YOUR TASK =>
Entries must be copied exactly, with nothing left out.

SUPPLIED RECORDS =>
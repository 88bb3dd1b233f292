// Panel rendering for the primary window and folder windows

use super::folder::{render_listing, render_path_bar};
use super::tree::render_tree;
use crate::app::FolioApp;
use crate::style;
use eframe::egui;
use folio::message::ViewEvent;
use folio::state::{FavoriteCategory, NavigationHistory, PanelId};

/// Back / forward / up buttons for one panel.
fn render_nav_buttons(
    ui: &mut egui::Ui,
    history: Option<&NavigationHistory>,
    panel: PanelId,
    events: &mut Vec<ViewEvent>,
) {
    let can_back = history.is_some_and(NavigationHistory::can_go_back);
    let can_forward = history.is_some_and(NavigationHistory::can_go_forward);
    let has_location = history.is_some_and(|h| !h.is_empty());

    if ui.add_enabled(can_back, egui::Button::new("◀")).on_hover_text("Back").clicked() {
        events.push(ViewEvent::Back(panel));
    }
    if ui
        .add_enabled(can_forward, egui::Button::new("▶"))
        .on_hover_text("Forward")
        .clicked()
    {
        events.push(ViewEvent::Forward(panel));
    }
    if ui
        .add_enabled(has_location, egui::Button::new("⬆"))
        .on_hover_text("Parent folder")
        .clicked()
    {
        events.push(ViewEvent::Up(panel));
    }
}

impl FolioApp {
    pub(crate) fn render_toolbar(&mut self, ctx: &egui::Context, events: &mut Vec<ViewEvent>) {
        egui::TopBottomPanel::top("toolbar").show(ctx, |ui| {
            ui.add_space(4.0);
            ui.horizontal(|ui| {
                render_nav_buttons(ui, self.coordinator.history(PanelId::List), PanelId::List, events);

                if ui.button("★").on_hover_text("Add selection to favorites").clicked() {
                    events.push(ViewEvent::AddSelectionToFavorites);
                }

                let mut show_hidden = self.show_hidden;
                if ui.checkbox(&mut show_hidden, "Hidden").changed() {
                    self.toggle_hidden();
                }
            });
            ui.add_space(4.0);
        });
    }

    pub(crate) fn render_status_bar(&self, ctx: &egui::Context) {
        egui::TopBottomPanel::bottom("status_bar").show(ctx, |ui| {
            ui.horizontal(|ui| {
                ui.label(format!("{} items", self.list.entries.len()));
                if !self.windows.is_empty() {
                    ui.label(format!("| {} folder window(s)", self.windows.len()));
                }
                if let Some((message, _)) = &self.warning {
                    ui.colored_label(style::WARNING_COLOR, format!("| {}", message));
                }
            });
        });
    }

    pub(crate) fn render_side_panel(&mut self, ctx: &egui::Context, events: &mut Vec<ViewEvent>) {
        egui::SidePanel::left("side_panel")
            .resizable(true)
            .default_width(self.config.panel.side_width)
            .show(ctx, |ui| {
                self.render_favorites(ui, events);
                ui.separator();
                render_tree(
                    ui,
                    &mut self.tree,
                    self.coordinator.resolver(),
                    self.show_hidden,
                    events,
                );
            });
    }

    fn render_favorites(&mut self, ui: &mut egui::Ui, events: &mut Vec<ViewEvent>) {
        egui::CollapsingHeader::new("Favorites")
            .id_salt("favorites")
            .default_open(true)
            .show(ui, |ui| {
                for category in FavoriteCategory::ALL {
                    let items = self.coordinator.favorites().list_items(category);
                    egui::CollapsingHeader::new(category.label())
                        .id_salt(category.label())
                        .default_open(true)
                        .show(ui, |ui| {
                            for item in items {
                                let is_selected = self
                                    .favorite_selected
                                    .as_ref()
                                    .is_some_and(|(c, p)| *c == category && *p == item.path);
                                let response = ui
                                    .selectable_label(is_selected, &item.display_name)
                                    .on_hover_text(item.path.display().to_string());

                                if response.clicked() {
                                    self.favorite_selected = Some((category, item.path.clone()));
                                    events.push(ViewEvent::Selected {
                                        panel: PanelId::Favorites,
                                        path: item.path.clone(),
                                    });
                                    if category == FavoriteCategory::Folder {
                                        events.push(ViewEvent::Activated {
                                            panel: PanelId::Favorites,
                                            path: item.path.clone(),
                                        });
                                    }
                                }
                                if response.double_clicked() && category == FavoriteCategory::File {
                                    events.push(ViewEvent::Activated {
                                        panel: PanelId::Favorites,
                                        path: item.path.clone(),
                                    });
                                }
                                response.context_menu(|ui| {
                                    if ui.button("Remove from favorites").clicked() {
                                        events.push(ViewEvent::RemoveFavorite {
                                            path: item.path.clone(),
                                            category,
                                        });
                                        ui.close();
                                    }
                                });
                            }
                        });
                }
            });
    }

    pub(crate) fn render_list_panel(&mut self, ctx: &egui::Context, events: &mut Vec<ViewEvent>) {
        egui::CentralPanel::default().show(ctx, |ui| {
            render_path_bar(ui, &mut self.list, PanelId::List, events);
            ui.separator();
            render_listing(ui, &self.list, PanelId::List, events);
        });
    }

    pub(crate) fn render_folder_windows(&mut self, ctx: &egui::Context, events: &mut Vec<ViewEvent>) {
        let default_size = [
            self.config.window.folder_width,
            self.config.window.folder_height,
        ];
        for (&id, window) in self.windows.iter_mut() {
            let panel = PanelId::Window(id);
            let history = self.coordinator.history(panel);

            egui::Window::new(FolioApp::window_title(window.view.path.as_deref()))
                .id(egui::Id::new(("folder_window", id)))
                .open(&mut window.open)
                .default_size(default_size)
                .show(ctx, |ui| {
                    ui.horizontal(|ui| {
                        render_nav_buttons(ui, history, panel, events);
                    });
                    render_path_bar(ui, &mut window.view, panel, events);
                    ui.separator();
                    render_listing(ui, &window.view, panel, events);
                });

            if !window.open {
                events.push(ViewEvent::WindowClosed(id));
            }
        }
        self.windows.retain(|_, window| window.open);
    }
}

ANSWER BOX =>
repository 88bb3dd1b233f292
// Panel rendering for the primary window and folder windows

use super::folder::{render_listing, render_path_bar};
use super::tree::render_tree;
use crate::app::FolioApp;
use crate::style;
use eframe::egui;
use folio::message::ViewEvent;
use folio::state::{FavoriteCategory, NavigationHistory, PanelId};

/// Back / forward / up buttons for one panel.
fn render_nav_buttons(
    ui: &mut egui::Ui,
    history: Option<&NavigationHistory>,
    panel: PanelId,
    events: &mut Vec<ViewEvent>,
) {
    let can_back = history.is_some_and(NavigationHistory::can_go_back);
    let can_forward = history.is_some_and(NavigationHistory::can_go_forward);
    let has_location = history.is_some_and(|h| !h.is_empty());

    if ui.add_enabled(can_back, egui::Button::new("◀")).on_hover_text("Back").clicked() {
        events.push(ViewEvent::Back(panel));
    }
    if ui
        .add_enabled(can_forward, egui::Button::new("▶"))
        .on_hover_text("Forward")
        .clicked()
    {
        events.push(ViewEvent::Forward(panel));
    }
    if ui
        .add_enabled(has_location, egui::Button::new("⬆"))
        .on_hover_text("Parent folder")
        .clicked()
    {
        events.push(ViewEvent::Up(panel));
    }
}

impl FolioApp {
    pub(crate) fn render_toolbar(&mut self, ctx: &egui::Context, events: &mut Vec<ViewEvent>) {
        egui::TopBottomPanel::top("toolbar").show(ctx, |ui| {
            ui.add_space(4.0);
            ui.horizontal(|ui| {
                render_nav_buttons(ui, self.coordinator.history(PanelId::List), PanelId::List, events);

                if ui.button("★").on_hover_text("Add selection to favorites").clicked() {
                    events.push(ViewEvent::AddSelectionToFavorites);
                }

                let mut show_hidden = self.show_hidden;
                if ui.checkbox(&mut show_hidden, "Hidden").changed() {
                    self.toggle_hidden();
                }
            });
            ui.add_space(4.0);
        });
    }

    pub(crate) fn render_status_bar(&self, ctx: &egui::Context) {
        egui::TopBottomPanel::bottom("status_bar").show(ctx, |ui| {
            ui.horizontal(|ui| {
                ui.label(format!("{} items", self.list.entries.len()));
                if !self.windows.is_empty() {
                    ui.label(format!("| {} folder window(s)", self.windows.len()));
                }
                if let Some((message, _)) = &self.warning {
                    ui.colored_label(style::WARNING_COLOR, format!("| {}", message));
                }
            });
        });
    }

    pub(crate) fn render_side_panel(&mut self, ctx: &egui::Context, events: &mut Vec<ViewEvent>) {
        egui::SidePanel::left("side_panel")
            .resizable(true)
            .default_width(self.config.panel.side_width)
            .show(ctx, |ui| {
                self.render_favorites(ui, events);
                ui.separator();
                render_tree(
                    ui,
                    &mut self.tree,
                    self.coordinator.resolver(),
                    self.show_hidden,
                    events,
                );
            });
    }

    fn render_favorites(&mut self, ui: &mut egui::Ui, events: &mut Vec<ViewEvent>) {
        egui::CollapsingHeader::new("Favorites")
            .id_salt("favorites")
            .default_open(true)
            .show(ui, |ui| {
                for category in FavoriteCategory::ALL {
                    let items = self.coordinator.favorites().list_items(category);
                    egui::CollapsingHeader::new(category.label())
                        .id_salt(category.label())
                        .default_open(true)
                        .show(ui, |ui| {
                            for item in items {
                                let is_selected = self
                                    .favorite_selected
                                    .as_ref()
                                    .is_some_and(|(c, p)| *c == category && *p == item.path);
                                let response = ui
                                    .selectable_label(is_selected, &item.display_name)
                                    .on_hover_text(item.path.display().to_string());

                                if response.clicked() {
                                    self.favorite_selected = Some((category, item.path.clone()));
                                    events.push(ViewEvent::Selected {
                                        panel: PanelId::Favorites,
                                        path: item.path.clone(),
                                    });
                                    if category == FavoriteCategory::Folder {
                                        events.push(ViewEvent::Activated {
                                            panel: PanelId::Favorites,
                                            path: item.path.clone(),
                                        });
                                    }
                                }
                                if response.double_clicked() && category == FavoriteCategory::File {
                                    events.push(ViewEvent::Activated {
                                        panel: PanelId::Favorites,
                                        path: item.path.clone(),
                                    });
                                }
                                response.context_menu(|ui| {
                                    if ui.button("Remove from favorites").clicked() {
                                        events.push(ViewEvent::RemoveFavorite {
                                            path: item.path.clone(),
                                            category,
                                        });
                                        ui.close();
                                    }
                                });
                            }
                        });
                }
            });
    }

    pub(crate) fn render_list_panel(&mut self, ctx: &egui::Context, events: &mut Vec<ViewEvent>) {
        egui::CentralPanel::default().show(ctx, |ui| {
            render_path_bar(ui, &mut self.list, PanelId::List, events);
            ui.separator();
            render_listing(ui, &self.list, PanelId::List, events);
        });
    }

    pub(crate) fn render_folder_windows(&mut self, ctx: &egui::Context, events: &mut Vec<ViewEvent>) {
        let default_size = [
            self.config.window.folder_width,
            self.config.window.folder_height,
        ];
        for (&id, window) in self.windows.iter_mut() {
            let panel = PanelId::Window(id);
            let history = self.coordinator.history(panel);

            egui::Window::new(FolioApp::window_title(window.view.path.as_deref()))
                .id(egui::Id::new(("folder_window", id)))
                .open(&mut window.open)
                .default_size(default_size)
                .show(ctx, |ui| {
                    ui.horizontal(|ui| {
                        render_nav_buttons(ui, history, panel, events);
                    });
                    render_path_bar(ui, &mut window.view, panel, events);
                    ui.separator();
                    render_listing(ui, &window.view, panel, events);
                });

            if !window.open {
                events.push(ViewEvent::WindowClosed(id));
            }
        }
        self.windows.retain(|_, window| window.open);
    }
}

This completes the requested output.